A resolvable problem
Miami, a relatively young city, has a big problem that affects its entire population. The traffic is something that every day the most of the people have to confront, increasing the levels of stress in the population and the excessive consumption of gasoline. Endless constructions, pick-ups of the children from schools, and the funnel paths make the peak time a pure hell of despair, where the hours pass and only a few miles are advanced on the road. But each of these secondary problems has a potential solution, which if applied, can make traffic flow at a normal pace. Do you believe it? Do not! Let’s look at the following.
Endless constructions on the roads, a typical view of a growing city, forced to close one or more trails that bringing as a consequence a serious slowdown in traffic. This would seem to be inevitable since the constructions are essential, but here are two possible solutions for these cases and both of them are related to the night shift. The first of the solutions are linked to those roads that are in conditions to be traveled, either because they had to be broken to make some addition or because they are new unterminated paths but already with enough conditions for their use. In most of these cases, these works are carried out between the hours of the greatest traffic in the city of Miami, which is why the solution is simple. (Luna, 2014) If these works are carried out during the night, between the hours of 10 pm and 6 am, and after 6 am, the roads are covered with the adequate materials that make the areas in question, as it is done on many occasions using large metal sheets, it would help to make a little more fluid transit during the day. The second of these solutions have to do with those roads which cannot simply be covered momentarily for traffic to flow over it. The problem that these cases present is that the long time they take to be completed, clogging the circulation in many areas adjacent to them. (Schneider, 2015) Maybe the big question is: How to stifle time? The solution is obvious, working 24 hours a day, with three teams of 8 hours each will help to reduce by more than two thirds the time of completion of each work. In this way, it would not miss the 30 minutes at the beginning of each day dedicated to restoring the work area, neither the 30 minutes allocated to the collection of the tools and materials since it will be worked in a row with three different groups of workers (HEARD, 2015)
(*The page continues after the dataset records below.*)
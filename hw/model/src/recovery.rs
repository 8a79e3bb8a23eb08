// Licensed under the Apache-2.0 license

//! Host-side recovery flow. Places the device in recovery mode, streams
//! a firmware image through the indirect FIFO and walks the recovery
//! state machine over a [`CsrTransport`], bounded by a step budget.

use crate::{CsrTransport, TransportError};
use bitfield::bitfield;
use i3c_core_model::{dev_rec_status_code, device_status_code};
use i3c_core_registers::i3c as regs;
use log::debug;
use smlang::statemachine;
use thiserror::Error;
use zerocopy::{FromBytes, Immutable, IntoBytes, KnownLayout};

/// Default step budget for [`stream_recovery_image`].
pub const DEFAULT_STEP_BUDGET: u64 = 10_000;

const ACTIVATE_RECOVERY_IMAGE_CMD: u32 = 0xf;
const FIFO_FULL: u32 = 1 << 1;
const FIFO_RESET: u32 = 1 << 8;

#[derive(Clone, Copy, Debug, Error, PartialEq, Eq)]
pub enum RecoveryFlowError {
    #[error("recovery flow did not finish within {0} steps")]
    Timeout(u64),
    #[error("device does not advertise device status reporting")]
    NotSupported,
    #[error(transparent)]
    Transport(#[from] TransportError),
}

statemachine! {
    derive_states: [Clone, Copy, Debug],
    transitions: {
        // syntax: CurrentState Event [guard] / action = NextState

        // start by reading ProtCap to see if the device supports recovery
        *ReadProtCap + ProtCap(ProtCap2) [check_device_status_support] = ReadDeviceStatus,

        // read the device status to see if it needs recovery
        ReadDeviceStatus + DeviceStatus(DeviceStatus0) [check_device_status_healthy] = Done,

        // if the device needs recovery, arm the indirect FIFO transfer
        ReadDeviceStatus + DeviceStatus(DeviceStatus0) [check_device_status_recovery]
             = WaitForRecoveryStatus,

        // send the requested recovery image
        WaitForRecoveryStatus + RecoveryStatus(RecoveryStatus) [check_recovery_status_awaiting]
             = TransferringImage,

        TransferringImage + TransferComplete = WaitForRecoveryPending,

        // activate the recovery image after it has been processed
        WaitForRecoveryPending + DeviceStatus(DeviceStatus0) [check_device_status_recovery_pending]
             = Activate,

        Activate + CheckFwActivation = CheckFwActivation,

        CheckFwActivation + RecoveryStatus(RecoveryStatus) [check_fw_booting_image]
            = ActivateCheckRecoveryStatus,

        // fast devices may finish the boot before the first status poll
        CheckFwActivation + RecoveryStatus(RecoveryStatus) [check_fw_recovery_success]
            = Done,

        // check if we need to send another recovery image
        ActivateCheckRecoveryStatus + RecoveryStatus(RecoveryStatus) [check_recovery_status_awaiting]
             = ReadDeviceStatus,

        ActivateCheckRecoveryStatus + RecoveryStatus(RecoveryStatus) [check_fw_recovery_success]
             = Done,
    }
}

bitfield! {
    pub struct ProtCap2(u32);
    impl Debug;
    pub version, set_version: 15, 0;
    pub identification, set_identification: 16;
    pub forced_recovery, set_forced_recovery: 17;
    pub mgmt_reset, set_mgmt_reset: 18;
    pub device_reset, set_device_reset: 19;
    pub device_status, set_device_status: 20;
    pub recovery_memory_access, set_recovery_memory_access: 21;
    pub local_c_image_support, set_local_c_image_support: 22;
    pub push_c_image_support, set_push_c_image_support: 23;
}

bitfield! {
    pub struct DeviceStatus0(u32);
    impl Debug;
    pub device_status, set_device_status: 7, 0;
    pub protocol_error, set_protocol_error: 15, 8;
    pub recovery_reason, set_recovery_reason: 31, 16;
}

bitfield! {
    pub struct RecoveryCtrl0(u32);
    impl Debug;
    pub cms, set_cms: 7, 0;
    pub rec_img_sel, set_rec_img_sel: 15, 8;
    pub activate_rec_image, set_activate_rec_image: 23, 16;
}

bitfield! {
    #[derive(Clone, Copy)]
    pub struct RecoveryStatus(u32);
    impl Debug;
    pub dev_rec_status, set_dev_rec_status: 3, 0;
    pub rec_img_index, set_rec_img_index: 7, 4;
    pub vendor_specific_status, set_vendor_specific_status: 15, 8;
}

/// Wire layout of the PROT_CAP response payload.
#[derive(Clone, Copy, Debug, FromBytes, IntoBytes, Immutable, KnownLayout)]
#[repr(C)]
pub struct ProtCapPayload {
    pub magic: [u8; 8],
    pub version: [u8; 2],
    pub caps: [u8; 2],
    pub num_cms: u8,
    pub max_resp_time: u8,
    pub heartbeat_period: u8,
}

/// State machine extended variables.
struct Context {
    image_size: u32,
    transfer_offset: u32,
}

impl Context {
    fn new() -> Context {
        Context {
            image_size: 0,
            transfer_offset: 0,
        }
    }
}

impl StateMachineContext for Context {
    /// Check that the ProtCap supports device status
    fn check_device_status_support(&self, prot_cap: &ProtCap2) -> Result<bool, ()> {
        Ok(prot_cap.device_status())
    }

    /// Check that the device status is healthy
    fn check_device_status_healthy(&self, status: &DeviceStatus0) -> Result<bool, ()> {
        Ok(status.device_status() == device_status_code::DEVICE_HEALTHY as u32)
    }

    /// Check that the device status is recovery mode
    fn check_device_status_recovery(&self, status: &DeviceStatus0) -> Result<bool, ()> {
        Ok(status.device_status() == device_status_code::RECOVERY_MODE as u32)
    }

    /// Check that the recovery status is awaiting a recovery image
    fn check_recovery_status_awaiting(&self, status: &RecoveryStatus) -> Result<bool, ()> {
        Ok(status.dev_rec_status() == dev_rec_status_code::AWAITING_IMAGE as u32)
    }

    fn check_fw_recovery_success(&self, status: &RecoveryStatus) -> Result<bool, ()> {
        Ok(status.dev_rec_status() == dev_rec_status_code::RECOVERY_SUCCESS as u32)
    }

    /// Check that the device status is recovery pending
    fn check_device_status_recovery_pending(&self, status: &DeviceStatus0) -> Result<bool, ()> {
        Ok(status.device_status() == device_status_code::RECOVERY_PENDING as u32)
    }

    fn check_fw_booting_image(&self, status: &RecoveryStatus) -> Result<bool, ()> {
        Ok(status.dev_rec_status() == dev_rec_status_code::BOOTING_IMAGE as u32)
    }
}

/// Streams `image` into the device through the indirect FIFO and
/// activates it. The core is stepped once per state machine iteration;
/// the flow fails with `Timeout` once `max_steps` iterations are spent.
pub fn stream_recovery_image(
    transport: &mut impl CsrTransport,
    image: &[u8],
    max_steps: u64,
) -> Result<(), RecoveryFlowError> {
    let context = Context::new();
    let mut state_machine = StateMachine::new(context);
    let mut prev_state = States::ReadProtCap;

    // place the device in recovery mode so the status reads below see it
    transport.write_csr(
        regs::DEVICE_STATUS_0_OFFSET,
        device_status_code::RECOVERY_MODE as u32,
    )?;
    transport.settle();

    let mut steps = 0u64;
    while *state_machine.state() != States::Done {
        if steps >= max_steps {
            return Err(RecoveryFlowError::Timeout(max_steps));
        }
        steps += 1;
        if prev_state != *state_machine.state() {
            debug!(
                "recovery flow: {:?} -> {:?}",
                prev_state,
                state_machine.state()
            );
            prev_state = *state_machine.state();
        }

        match *state_machine.state() {
            States::ReadProtCap => {
                let prot_cap = transport.read_csr(regs::PROT_CAP_2_OFFSET)?;
                if state_machine
                    .process_event(Events::ProtCap(ProtCap2(prot_cap)))
                    .is_err()
                {
                    return Err(RecoveryFlowError::NotSupported);
                }
            }

            States::ReadDeviceStatus => {
                let device_status = transport.read_csr(regs::DEVICE_STATUS_0_OFFSET)?;
                let _ =
                    state_machine.process_event(Events::DeviceStatus(DeviceStatus0(device_status)));
            }

            States::WaitForRecoveryStatus => {
                let recovery_status =
                    RecoveryStatus(transport.read_csr(regs::RECOVERY_STATUS_OFFSET)?);
                let res = state_machine.process_event(Events::RecoveryStatus(recovery_status));
                if res.is_ok() {
                    debug!(
                        "recovery flow: streaming image index {}",
                        recovery_status.rec_img_index()
                    );
                    let dwords = (image.len() as u32).div_ceil(4);
                    transport.write_csr(
                        regs::INDIRECT_FIFO_CTRL_0_OFFSET,
                        ((dwords >> 16) << 16) | FIFO_RESET,
                    )?;
                    transport.write_csr(regs::INDIRECT_FIFO_CTRL_1_OFFSET, dwords & 0xffff)?;
                    state_machine.context_mut().image_size = image.len() as u32;
                    state_machine.context_mut().transfer_offset = 0;
                }
            }

            States::TransferringImage => {
                if state_machine.context().transfer_offset >= state_machine.context().image_size {
                    let _ = state_machine.process_event(Events::TransferComplete);
                } else if transport.read_csr(regs::INDIRECT_FIFO_STATUS_0_OFFSET)? & FIFO_FULL == 0
                {
                    let offset = state_machine.context().transfer_offset as usize;
                    let chunk = &image[offset..image.len().min(offset + 4)];
                    let mut bytes = [0u8; 4];
                    bytes[..chunk.len()].copy_from_slice(chunk);
                    transport
                        .write_csr(regs::INDIRECT_FIFO_DATA_OFFSET, u32::from_le_bytes(bytes))?;
                    state_machine.context_mut().transfer_offset += 4;
                }
            }

            States::WaitForRecoveryPending => {
                let device_status = transport.read_csr(regs::DEVICE_STATUS_0_OFFSET)?;
                let _ =
                    state_machine.process_event(Events::DeviceStatus(DeviceStatus0(device_status)));
            }

            States::Activate => {
                let mut ctrl = RecoveryCtrl0(transport.read_csr(regs::RECOVERY_CTRL_OFFSET)?);
                ctrl.set_activate_rec_image(ACTIVATE_RECOVERY_IMAGE_CMD);
                transport.write_csr(regs::RECOVERY_CTRL_OFFSET, ctrl.0)?;
                let _ = state_machine.process_event(Events::CheckFwActivation);
            }

            States::CheckFwActivation | States::ActivateCheckRecoveryStatus => {
                let recovery_status =
                    RecoveryStatus(transport.read_csr(regs::RECOVERY_STATUS_OFFSET)?);
                let _ = state_machine.process_event(Events::RecoveryStatus(recovery_status));
            }

            _ => {}
        }

        transport.step();
    }

    Ok(())
}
Long rows of cars belonging to relatives who intend to pick up children from schools and chains of school buses carrying groups of students make school hour a high peak in traffic on Miami. The problem is that most of the schools in the area have their main entrances facing the busiest avenues and streets. To all this is added the fact that yellow flashing lights, used to intentionally disarm the speed of cars that enter the school zone, slow down the flow of traffic. Solution! Most of the schools have large areas in disuse in backyards. If those areas were used to create collection places specifically for school buses, they would no longer have to be stacked in the middle of a road. As a complement to this measure, it should be established that children can only leave and enter schools on school buses. This will definitely be of great help in many aspects. For example, family members will not be able to pick up the children, preventing their cars from stopping those people passing through those roads near the schools. The school zone indicator lights will not be necessary anymore since will be no children walking on the sidewalks around the schools. The number of accidents will decrease, in many of which children who leave or enter schools by their own feet are involved. And of course, the traffic will feel its effect as many of the peak hours will disappear. (Vigne, 2007)
The funnel effect, in terms of traffic, means roads with a large number of lanes which begin to reduce, forcing a large number of cars, which were previously distributed in several lanes, to pass through an area with much fewer lanes. This results in a slowing down of the traffic and the accumulation of many cars which little by little fill all the roads before the narrowing. (Business Standard, 2014) Miami, the city of the sun, is not exempt from this evil. Positioned in the tenth place in the world among the cities that have the worst traffic, the streets of Miami feel like a dextrose serum where its content moves from drop to drop. This undesired effect can be found both, over of highways and below them. A possible solution to this headache can be given by the construction of extra paths in the points where the diameter is smaller and not in those places that are before reaching these red areas. For example, the trails that go along the 836 highway west direction, at the height of the 77th avenue, are 8, but it starts to merge until it is only 3 lines after the exit in Le June. Something similar happens within the city, where there are only a few streets that are able to cross both the Turnpike and the Palmetto. Just to mention one area of the city, let's take as an example the quadrant between the Flagler and MDC Kendall Campus, where we can find more than 100 streets, in this region and only cross the Turnpike 8 streets, creating a funnel effect through the rest of the streets intermediate. The solution to these issues has to be the construction of tunnels or bridges, according to the terrain permits, in some streets such as 16th, 32nd, 46th, 68th, 82nd among others; it does not necessarily have to be an entrance or an exit to the Turnpike: it can only cross it like Coral Way does. (CBS Miami, 2018)
In my very personal opinion, the traffic condition in Miami is a problem that affects the entire population; that is why it is necessary that the city government takes action on the matter as soon as possible. Making law the work hours on the roads, building pick-up points inside schools, and not allowing children to enter and leave schools in other ways than school buses, traffic can improve a lot. And if to all that we add a few extra routes that cross the main highways, surely we can lower the numbers of peak hours of traffic.